(Stored dataset items)
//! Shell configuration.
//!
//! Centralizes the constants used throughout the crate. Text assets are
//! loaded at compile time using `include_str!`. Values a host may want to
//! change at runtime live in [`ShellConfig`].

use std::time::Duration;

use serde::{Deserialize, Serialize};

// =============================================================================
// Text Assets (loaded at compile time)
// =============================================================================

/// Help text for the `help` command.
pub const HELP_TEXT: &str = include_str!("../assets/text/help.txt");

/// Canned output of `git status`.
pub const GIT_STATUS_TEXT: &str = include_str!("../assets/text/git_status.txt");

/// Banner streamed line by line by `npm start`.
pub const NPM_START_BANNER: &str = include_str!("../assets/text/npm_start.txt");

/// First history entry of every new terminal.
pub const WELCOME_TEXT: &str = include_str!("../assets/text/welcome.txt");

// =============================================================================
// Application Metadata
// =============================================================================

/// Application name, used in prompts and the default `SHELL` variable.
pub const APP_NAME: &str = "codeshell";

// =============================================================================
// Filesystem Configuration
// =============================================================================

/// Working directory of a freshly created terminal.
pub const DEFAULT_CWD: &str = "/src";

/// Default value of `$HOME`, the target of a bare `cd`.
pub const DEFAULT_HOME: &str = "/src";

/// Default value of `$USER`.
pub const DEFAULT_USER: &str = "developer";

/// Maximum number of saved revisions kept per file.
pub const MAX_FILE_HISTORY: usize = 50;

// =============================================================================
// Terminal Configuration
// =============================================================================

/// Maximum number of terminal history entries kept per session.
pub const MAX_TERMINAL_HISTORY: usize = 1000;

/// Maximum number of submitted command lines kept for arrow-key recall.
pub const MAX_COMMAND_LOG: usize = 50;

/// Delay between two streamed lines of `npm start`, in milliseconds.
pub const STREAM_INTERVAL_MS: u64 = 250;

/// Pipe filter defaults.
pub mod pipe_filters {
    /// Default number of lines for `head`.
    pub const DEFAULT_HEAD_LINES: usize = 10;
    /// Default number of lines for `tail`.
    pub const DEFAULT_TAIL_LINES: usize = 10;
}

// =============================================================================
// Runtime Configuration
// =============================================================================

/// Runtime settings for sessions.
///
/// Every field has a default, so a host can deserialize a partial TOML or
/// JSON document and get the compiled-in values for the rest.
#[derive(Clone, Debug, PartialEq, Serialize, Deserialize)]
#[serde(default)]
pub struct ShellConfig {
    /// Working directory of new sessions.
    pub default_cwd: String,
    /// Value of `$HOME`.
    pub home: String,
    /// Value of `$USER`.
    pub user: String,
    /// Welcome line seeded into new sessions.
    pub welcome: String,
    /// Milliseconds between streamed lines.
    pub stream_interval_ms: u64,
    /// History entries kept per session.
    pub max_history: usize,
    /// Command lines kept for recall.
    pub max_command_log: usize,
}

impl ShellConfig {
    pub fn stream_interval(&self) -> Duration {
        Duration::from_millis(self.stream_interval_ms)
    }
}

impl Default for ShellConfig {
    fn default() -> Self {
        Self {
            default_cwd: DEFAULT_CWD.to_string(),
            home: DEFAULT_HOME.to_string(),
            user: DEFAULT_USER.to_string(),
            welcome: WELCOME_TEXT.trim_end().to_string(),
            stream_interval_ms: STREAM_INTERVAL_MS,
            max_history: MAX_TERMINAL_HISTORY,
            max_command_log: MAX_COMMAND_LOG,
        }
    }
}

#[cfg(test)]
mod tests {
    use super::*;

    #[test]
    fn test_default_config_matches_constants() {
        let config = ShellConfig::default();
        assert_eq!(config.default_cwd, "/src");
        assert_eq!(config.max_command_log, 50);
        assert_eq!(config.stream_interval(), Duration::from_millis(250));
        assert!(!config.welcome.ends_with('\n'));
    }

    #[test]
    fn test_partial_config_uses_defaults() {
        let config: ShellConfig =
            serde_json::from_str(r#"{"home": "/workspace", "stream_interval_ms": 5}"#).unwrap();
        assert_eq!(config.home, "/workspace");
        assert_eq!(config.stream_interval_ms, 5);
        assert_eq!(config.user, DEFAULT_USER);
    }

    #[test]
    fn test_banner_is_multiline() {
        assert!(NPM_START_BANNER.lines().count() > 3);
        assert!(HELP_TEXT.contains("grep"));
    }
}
==
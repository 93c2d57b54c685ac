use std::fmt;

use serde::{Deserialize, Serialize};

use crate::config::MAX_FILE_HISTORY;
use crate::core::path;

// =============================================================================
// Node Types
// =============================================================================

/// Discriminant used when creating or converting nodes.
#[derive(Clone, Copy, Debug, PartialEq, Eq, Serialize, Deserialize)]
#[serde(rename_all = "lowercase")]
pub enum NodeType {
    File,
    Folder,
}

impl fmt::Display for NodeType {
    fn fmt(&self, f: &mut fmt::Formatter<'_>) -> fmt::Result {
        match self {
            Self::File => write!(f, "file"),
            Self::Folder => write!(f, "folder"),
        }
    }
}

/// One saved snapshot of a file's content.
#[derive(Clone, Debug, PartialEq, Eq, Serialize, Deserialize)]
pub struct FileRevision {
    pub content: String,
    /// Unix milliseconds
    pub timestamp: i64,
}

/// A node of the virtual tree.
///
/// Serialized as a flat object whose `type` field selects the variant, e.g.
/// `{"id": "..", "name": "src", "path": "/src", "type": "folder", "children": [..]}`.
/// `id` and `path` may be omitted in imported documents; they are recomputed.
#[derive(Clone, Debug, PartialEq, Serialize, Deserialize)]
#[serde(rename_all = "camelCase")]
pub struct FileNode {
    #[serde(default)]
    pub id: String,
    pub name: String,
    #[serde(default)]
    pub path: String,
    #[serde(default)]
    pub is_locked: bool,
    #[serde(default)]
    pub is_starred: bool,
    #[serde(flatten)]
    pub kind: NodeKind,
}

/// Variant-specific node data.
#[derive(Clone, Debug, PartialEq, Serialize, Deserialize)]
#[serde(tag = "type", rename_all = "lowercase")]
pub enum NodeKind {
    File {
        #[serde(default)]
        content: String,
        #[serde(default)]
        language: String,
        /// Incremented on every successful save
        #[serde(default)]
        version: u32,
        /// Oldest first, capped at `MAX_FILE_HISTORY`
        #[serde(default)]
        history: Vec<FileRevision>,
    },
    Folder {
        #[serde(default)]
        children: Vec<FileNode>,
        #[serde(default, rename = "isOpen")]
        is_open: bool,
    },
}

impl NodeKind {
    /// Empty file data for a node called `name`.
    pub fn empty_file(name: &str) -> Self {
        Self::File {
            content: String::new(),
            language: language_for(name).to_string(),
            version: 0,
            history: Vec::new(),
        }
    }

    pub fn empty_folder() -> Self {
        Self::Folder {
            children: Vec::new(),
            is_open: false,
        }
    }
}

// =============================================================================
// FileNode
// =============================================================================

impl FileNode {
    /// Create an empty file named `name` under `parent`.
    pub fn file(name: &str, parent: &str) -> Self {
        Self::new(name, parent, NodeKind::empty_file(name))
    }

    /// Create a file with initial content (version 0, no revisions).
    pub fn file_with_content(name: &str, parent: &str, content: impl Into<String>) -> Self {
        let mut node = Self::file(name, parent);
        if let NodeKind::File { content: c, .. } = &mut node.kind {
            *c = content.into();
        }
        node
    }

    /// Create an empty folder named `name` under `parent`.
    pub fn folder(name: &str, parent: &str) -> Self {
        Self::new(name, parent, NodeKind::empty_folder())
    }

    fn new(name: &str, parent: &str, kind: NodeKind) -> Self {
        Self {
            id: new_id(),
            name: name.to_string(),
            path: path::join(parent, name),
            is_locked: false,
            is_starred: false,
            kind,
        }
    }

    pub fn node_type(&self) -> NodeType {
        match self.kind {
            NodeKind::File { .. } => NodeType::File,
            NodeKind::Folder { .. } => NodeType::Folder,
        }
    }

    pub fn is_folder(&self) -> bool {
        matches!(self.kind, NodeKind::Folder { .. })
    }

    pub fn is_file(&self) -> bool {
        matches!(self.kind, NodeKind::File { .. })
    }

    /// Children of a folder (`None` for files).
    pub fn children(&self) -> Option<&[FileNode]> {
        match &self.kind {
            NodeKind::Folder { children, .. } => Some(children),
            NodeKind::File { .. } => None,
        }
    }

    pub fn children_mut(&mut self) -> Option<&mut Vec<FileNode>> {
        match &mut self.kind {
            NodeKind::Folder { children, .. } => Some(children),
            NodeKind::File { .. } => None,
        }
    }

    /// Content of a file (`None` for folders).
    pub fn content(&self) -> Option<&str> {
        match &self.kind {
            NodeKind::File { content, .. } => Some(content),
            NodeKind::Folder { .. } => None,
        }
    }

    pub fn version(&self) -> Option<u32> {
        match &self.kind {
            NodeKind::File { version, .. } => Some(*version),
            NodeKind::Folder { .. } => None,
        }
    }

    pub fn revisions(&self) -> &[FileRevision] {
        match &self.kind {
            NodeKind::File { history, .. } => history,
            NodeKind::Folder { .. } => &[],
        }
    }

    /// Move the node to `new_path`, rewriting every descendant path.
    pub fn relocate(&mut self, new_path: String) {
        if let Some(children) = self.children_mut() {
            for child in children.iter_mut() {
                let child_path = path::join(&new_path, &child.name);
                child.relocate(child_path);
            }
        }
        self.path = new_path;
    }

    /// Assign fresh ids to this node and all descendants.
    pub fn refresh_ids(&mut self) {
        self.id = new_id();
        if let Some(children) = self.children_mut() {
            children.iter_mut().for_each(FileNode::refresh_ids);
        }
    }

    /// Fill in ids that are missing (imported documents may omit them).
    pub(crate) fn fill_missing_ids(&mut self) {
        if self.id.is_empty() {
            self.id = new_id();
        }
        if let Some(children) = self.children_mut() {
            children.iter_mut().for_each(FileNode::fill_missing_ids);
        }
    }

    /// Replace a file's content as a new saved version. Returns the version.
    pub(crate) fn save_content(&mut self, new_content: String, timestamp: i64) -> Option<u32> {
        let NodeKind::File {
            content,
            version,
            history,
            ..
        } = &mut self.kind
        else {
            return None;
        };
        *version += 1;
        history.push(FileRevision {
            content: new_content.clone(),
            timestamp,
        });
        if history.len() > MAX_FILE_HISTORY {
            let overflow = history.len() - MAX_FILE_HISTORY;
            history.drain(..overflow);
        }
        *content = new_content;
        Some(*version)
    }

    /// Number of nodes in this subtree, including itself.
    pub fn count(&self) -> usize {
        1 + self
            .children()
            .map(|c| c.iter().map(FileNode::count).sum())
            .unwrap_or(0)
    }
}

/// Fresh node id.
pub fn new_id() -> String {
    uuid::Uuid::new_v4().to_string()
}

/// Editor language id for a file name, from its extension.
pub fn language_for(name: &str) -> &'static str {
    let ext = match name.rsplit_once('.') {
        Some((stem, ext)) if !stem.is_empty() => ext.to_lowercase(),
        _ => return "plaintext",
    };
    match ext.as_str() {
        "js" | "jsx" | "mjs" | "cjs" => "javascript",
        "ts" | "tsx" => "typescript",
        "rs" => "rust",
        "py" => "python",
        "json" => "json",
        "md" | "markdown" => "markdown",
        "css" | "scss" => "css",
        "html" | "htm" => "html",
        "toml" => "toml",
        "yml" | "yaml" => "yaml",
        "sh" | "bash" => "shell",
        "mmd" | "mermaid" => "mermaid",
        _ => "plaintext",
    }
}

Assignment :: Which lines in the data above contain "Duration"? Show each one.

Your response ::
use std::time::Duration;
    pub fn stream_interval(&self) -> Duration {
        Duration::from_millis(self.stream_interval_ms)
        assert_eq!(config.stream_interval(), Duration::from_millis(250));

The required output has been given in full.